Intitulé de l'offre : M/W – Researcher in charge of NOx emission inversions from TROPOMI observations and CIF-CHIMERE inversion system (H/F)
Référence : UMR7583-GENTUA-052
Nombre de Postes : 1
Lieu de travail : CRETEIL
Date de publication : jeudi 25 mai 2023
Type de contrat : CDD Scientifique
Durée du contrat : 9 mois
Date d'embauche prévue : 1 juillet 2023
Quotité de travail : Temps complet
Rémunération : gross monthly salary between 2889,51 and 4082,90 euros depending on experience
Niveau d'études souhaité : Niveau 8 - (Doctorat)
Expérience souhaitée : Indifférent
Section(s) CN : Earth System: superficial envelopes
The proposed work is part of the ANR ARGONAUT project which aims to better estimate French anthropogenic emissions at high resolution for the main pollutants (nitrogen oxides - NOx, carbon monoxide - CO and non-methane volatile organic compounds - NMVOCs) and carbon dioxide (CO2) by atmospheric inversion. These atmospheric inversions are based on the CIF-CHIMERE variational inverse modeling system and the satellite images of S5P/TROPOMI mainly. In this context, the successful candidate will be in charge of the inversions of NOx emissions from NO2 observations from TROPOMI and their evaluation, especially for the period impacted by the COVID19 pandemic.

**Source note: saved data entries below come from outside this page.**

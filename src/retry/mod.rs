//! Retry Module
//!
//! Pure retry decisions: outcome classification, the retry bound and
//! exponential backoff with jitter. Nothing here sleeps or holds state.

mod backoff;
mod policy;

pub use backoff::{Backoff, DEFAULT_BASE_DELAY, DEFAULT_JITTER_MAX, DEFAULT_MAX_DELAY};
pub use policy::{classify, Classification, Failure, RetryPolicy};
#![forbid(unsafe_code)]

//! Structured logging, compiled away without the `tracing` feature.
//!
//! Internal call sites use these re-exports unconditionally; with the
//! feature disabled every invocation expands to nothing, so the crate
//! carries no logging dependency by default.

#[cfg(feature = "tracing")]
pub(crate) use tracing::{debug, trace, warn};

#[cfg(not(feature = "tracing"))]
macro_rules! trace {
    ($($arg:tt)*) => {};
}

#[cfg(not(feature = "tracing"))]
macro_rules! debug {
    ($($arg:tt)*) => {};
}

#[cfg(not(feature = "tracing"))]
macro_rules! noop_warn {
    ($($arg:tt)*) => {};
}

#[cfg(not(feature = "tracing"))]
pub(crate) use {debug, noop_warn as warn, trace};
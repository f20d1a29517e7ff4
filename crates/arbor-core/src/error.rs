#![forbid(unsafe_code)]

//! Error taxonomy and the process-wide error hook.
//!
//! Two delivery channels exist, and which one an error takes is part of
//! the API contract:
//!
//! - **Returned to the caller** (synchronous misuse): [`GraphError::AlreadyUnlinked`],
//!   [`GraphError::CycleDetected`], [`GraphError::StaleNode`],
//!   [`GraphError::EmptyPath`], [`GraphError::DuplicateIntercept`].
//! - **Routed to the error hook** (asynchronous relative to the call that
//!   planted the problem): [`GraphError::NotObservable`] raised during
//!   binding resolution, and every `Err` returned by a trap callback,
//!   binding update callback, or unlink hook. A misbehaving callback must
//!   never interrupt delivery to its siblings or unwind the tree's own
//!   invariants, so these are reported, not thrown.
//!
//! An unresolved binding is *not* an error at all: it delivers its default
//! (or [`Value::Null`](crate::Value::Null)) so consumers can render
//! gracefully before their data context exists.

use core::fmt;

use crate::id::NodeId;

/// Errors produced by graph operations and routed callback failures.
#[derive(Debug, Clone, PartialEq, Eq)]
pub enum GraphError {
    /// The node was already unlinked; it accepts no further mutation.
    AlreadyUnlinked { node: NodeId },
    /// Attaching would make a node its own ancestor.
    CycleDetected { node: NodeId },
    /// The property exists (or is filtered) but cannot be trapped.
    NotObservable { node: NodeId, property: String },
    /// The handle refers to a slot that has been released or recycled.
    StaleNode { node: NodeId },
    /// A binding path must contain at least one non-empty segment.
    EmptyPath,
    /// At most one interceptor per event name per node.
    DuplicateIntercept { node: NodeId, name: String },
    /// A callback reported a failure; carried verbatim to the hook.
    Callback(String),
}

impl fmt::Display for GraphError {
    fn fmt(&self, f: &mut fmt::Formatter<'_>) -> fmt::Result {
        match self {
            Self::AlreadyUnlinked { node } => write!(f, "node {node} is already unlinked"),
            Self::CycleDetected { node } => {
                write!(f, "attaching {node} would create a cycle")
            }
            Self::NotObservable { node, property } => {
                write!(f, "property '{property}' on {node} is not observable")
            }
            Self::StaleNode { node } => write!(f, "stale handle {node}"),
            Self::EmptyPath => write!(f, "binding path must not be empty"),
            Self::DuplicateIntercept { node, name } => {
                write!(f, "event '{name}' on {node} already has an interceptor")
            }
            Self::Callback(msg) => write!(f, "callback failed: {msg}"),
        }
    }
}

impl std::error::Error for GraphError {}
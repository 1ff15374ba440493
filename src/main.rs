//! patient-trends main entrypoint.

use patient_trends::run;
use patient_trends::ui::messages::error;

fn main() {
    if let Err(e) = run() {
        error(format!("Error: {}", e));
        std::process::exit(1);
    }
}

- Bibliographic studies on inverse modeling of NOx
- Getting started with the CIF-CHIMERE variational inversion system for reactive gases
- Inversion of NOx emissions for 2020 and 2021: study of the impact of lockdowns on emissions.
- Evaluation of results
- Presentation of results at project meetings and at national and international conferences
- Writing of reports, abstracts and scientific articles
PhD in atmospheric or environmental science or related disciplines
Experience in chemistry and atmospheric transport modeling and data assimilation (particularly satellite data) or statistical methods
Excellent knowledge of scientific programming (Python, Fortran)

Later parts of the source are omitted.